### About this task:
Return, from the listing that follows, each line containing the word "inboxes".

### Given records:
//! Point-to-point messaging between ranks.
//!
//! Rank 0 is the coordinator and every other rank is a worker.  Ranks
//! share nothing but the mesh: each ordered pair of ranks gets its own
//! unbounded crossbeam channel, so delivery between two peers is
//! reliable and in order, while nothing is promised across peers.

use crossbeam::channel::{unbounded, Receiver, Select, Sender};
use std::collections::VecDeque;

use errors::{Error, Result};

/// Identity of a rank within the mesh.
pub type Rank = usize;

/// The coordinator's rank.
pub const COORDINATOR: Rank = 0;

/// What a message carries.
#[derive(Copy, Clone, Debug, PartialEq, Eq)]
pub enum Tag {
    /// A task descriptor, coordinator to worker.
    Work,
    /// Computed values, worker to coordinator.
    Result,
    /// No more work; the receiving worker exits.
    Stop,
}

/// A received message and where it came from.
#[derive(Clone, Debug, PartialEq)]
pub struct Envelope {
    /// Sending rank.
    pub src: Rank,
    /// The tag it was sent with.
    pub tag: Tag,
    /// The encoded frame.
    pub payload: Vec<u8>,
}

/// Bidirectional, asynchronous, point-to-point messaging.
pub trait Channel {
    /// This endpoint's rank.
    fn rank(&self) -> Rank;

    /// Number of ranks in the mesh, this one included.
    fn size(&self) -> usize;

    /// Queue `payload` for `dst`.  Never blocks.
    fn send(&mut self, dst: Rank, payload: Vec<u8>, tag: Tag) -> Result<()>;

    /// Block until a message arrives from any peer.  A payload longer
    /// than `max_len` bytes is a protocol violation.  Peers that have
    /// hung up are skipped; only once every peer is gone does this fail
    /// with `Disconnected`.
    fn receive_any(&mut self, max_len: usize) -> Result<Envelope>;

    /// Like `receive_any`, but only from `peers`, every one of which is
    /// expected to stay connected: if any of them hangs up, this fails
    /// with `Disconnected` naming it.
    fn receive_among(&mut self, peers: &[Rank], max_len: usize) -> Result<Envelope>;

    /// Block until a message from `src` arrives whose tag matches; `None`
    /// matches every tag.  Messages from `src` that do not match are kept,
    /// in order, for later receives.
    fn receive_from(&mut self, src: Rank, tag: Option<Tag>) -> Result<Envelope>;
}

type Packet = (Tag, Vec<u8>);

/// One rank's end of a crossbeam mesh.
pub struct Endpoint {
    rank: Rank,
    outboxes: Vec<Option<Sender<Packet>>>,
    inboxes: Vec<Option<Receiver<Packet>>>,
    pending: Vec<VecDeque<Packet>>,
    closed: Vec<bool>,
}

/// Builds a fully connected mesh of `size` ranks and returns the
/// endpoints, indexed by rank.
pub fn mesh(size: usize) -> Vec<Endpoint> {
    let mut endpoints: Vec<Endpoint> = (0..size)
        .map(|rank| Endpoint {
            rank,
            outboxes: (0..size).map(|_| None).collect(),
            inboxes: (0..size).map(|_| None).collect(),
            pending: (0..size).map(|_| VecDeque::new()).collect(),
            closed: vec![false; size],
        })
        .collect();
    for src in 0..size {
        for dst in 0..size {
            if src != dst {
                let (tx, rx) = unbounded();
                endpoints[src].outboxes[dst] = Some(tx);
                endpoints[dst].inboxes[src] = Some(rx);
            }
        }
    }
    endpoints
}

impl Endpoint {
    fn check_len(src: Rank, packet: &Packet, max_len: usize) -> Result<()> {
        if packet.1.len() > max_len {
            return Err(Error::protocol(format!(
                "{} byte message from rank {} exceeds the {} byte receive limit",
                packet.1.len(),
                src,
                max_len
            )));
        }
        Ok(())
    }

    fn deliver(src: Rank, packet: Packet, max_len: usize) -> Result<Envelope> {
        Endpoint::check_len(src, &packet, max_len)?;
        Ok(Envelope {
            src,
            tag: packet.0,
            payload: packet.1,
        })
    }

    /// Wait on `peers`.  With `strict`, a peer hanging up is an error at
    /// once; otherwise it is dropped from the wait.
    fn select(&mut self, peers: &[Rank], max_len: usize, strict: bool) -> Result<Envelope> {
        for &src in peers {
            self.inbox(src)?;
        }
        if let Some(src) = peers
            .iter()
            .cloned()
            .find(|&src| !self.pending[src].is_empty())
        {
            if let Some(packet) = self.pending[src].pop_front() {
                return Endpoint::deliver(src, packet, max_len);
            }
        }

        loop {
            if strict {
                if let Some(&src) = peers.iter().find(|&&src| self.closed[src]) {
                    return Err(Error::Disconnected { rank: src });
                }
            }
            let live: Vec<Rank> = peers
                .iter()
                .cloned()
                .filter(|&src| !self.closed[src])
                .collect();
            if live.is_empty() {
                return Err(match peers.last() {
                    Some(&rank) => Error::Disconnected { rank },
                    None => Error::protocol("receive from an empty mesh"),
                });
            }

            let (src, received) = {
                let inboxes = live
                    .iter()
                    .map(|&src| self.inbox(src))
                    .collect::<Result<Vec<_>>>()?;
                let mut select = Select::new();
                for &inbox in &inboxes {
                    select.recv(inbox);
                }
                let operation = select.select();
                let index = operation.index();
                (live[index], operation.recv(inboxes[index]))
            };
            match received {
                Ok(packet) => {
                    trace!("rank {} <- {}: {:?}", self.rank, src, packet.0);
                    return Endpoint::deliver(src, packet, max_len);
                }
                Err(_) => {
                    debug!("rank {} hung up on rank {}", src, self.rank);
                    self.closed[src] = true;
                }
            }
        }
    }

    fn inbox(&self, src: Rank) -> Result<&Receiver<Packet>> {
        match self.inboxes.get(src) {
            Some(Some(inbox)) => Ok(inbox),
            _ => Err(Error::protocol(format!(
                "rank {} has no channel from rank {}",
                self.rank, src
            ))),
        }
    }
}

impl Channel for Endpoint {
    fn rank(&self) -> Rank {
        self.rank
    }

    fn size(&self) -> usize {
        self.outboxes.len()
    }

    fn send(&mut self, dst: Rank, payload: Vec<u8>, tag: Tag) -> Result<()> {
        trace!("rank {} -> {}: {:?}, {} bytes", self.rank, dst, tag, payload.len());
        match self.outboxes.get(dst) {
            Some(Some(outbox)) => outbox
                .send((tag, payload))
                .map_err(|_| Error::Disconnected { rank: dst }),
            _ => Err(Error::protocol(format!(
                "rank {} cannot send to rank {}",
                self.rank, dst
            ))),
        }
    }

    fn receive_any(&mut self, max_len: usize) -> Result<Envelope> {
        let rank = self.rank;
        let peers: Vec<Rank> = (0..self.size()).filter(|&src| src != rank).collect();
        self.select(&peers, max_len, false)
    }

    fn receive_among(&mut self, peers: &[Rank], max_len: usize) -> Result<Envelope> {
        self.select(peers, max_len, true)
    }

    fn receive_from(&mut self, src: Rank, tag: Option<Tag>) -> Result<Envelope> {
        let matches = |packet: &Packet| tag.map_or(true, |tag| tag == packet.0);
        let queued = match self.pending.get(src) {
            Some(queue) => queue.iter().position(|packet| matches(packet)),
            None => return Err(Error::protocol(format!("no such rank {}", src))),
        };
        if let Some(index) = queued {
            if let Some((tag, payload)) = self.pending[src].remove(index) {
                return Ok(Envelope { src, tag, payload });
            }
        }

        loop {
            let packet = self
                .inbox(src)?
                .recv()
                .map_err(|_| Error::Disconnected { rank: src })?;
            if matches(&packet) {
                trace!("rank {} <- {}: {:?}", self.rank, src, packet.0);
                return Ok(Envelope {
                    src,
                    tag: packet.0,
                    payload: packet.1,
                });
            }
            self.pending[src].push_back(packet);
        }
    }
}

### Response to this task:
    inboxes: Vec<Option<Receiver<Packet>>>,
            inboxes: (0..size).map(|_| None).collect(),
                endpoints[dst].inboxes[src] = Some(rx);
                let inboxes = live
                for &inbox in &inboxes {
                (live[index], operation.recv(inboxes[index]))
        match self.inboxes.get(src) {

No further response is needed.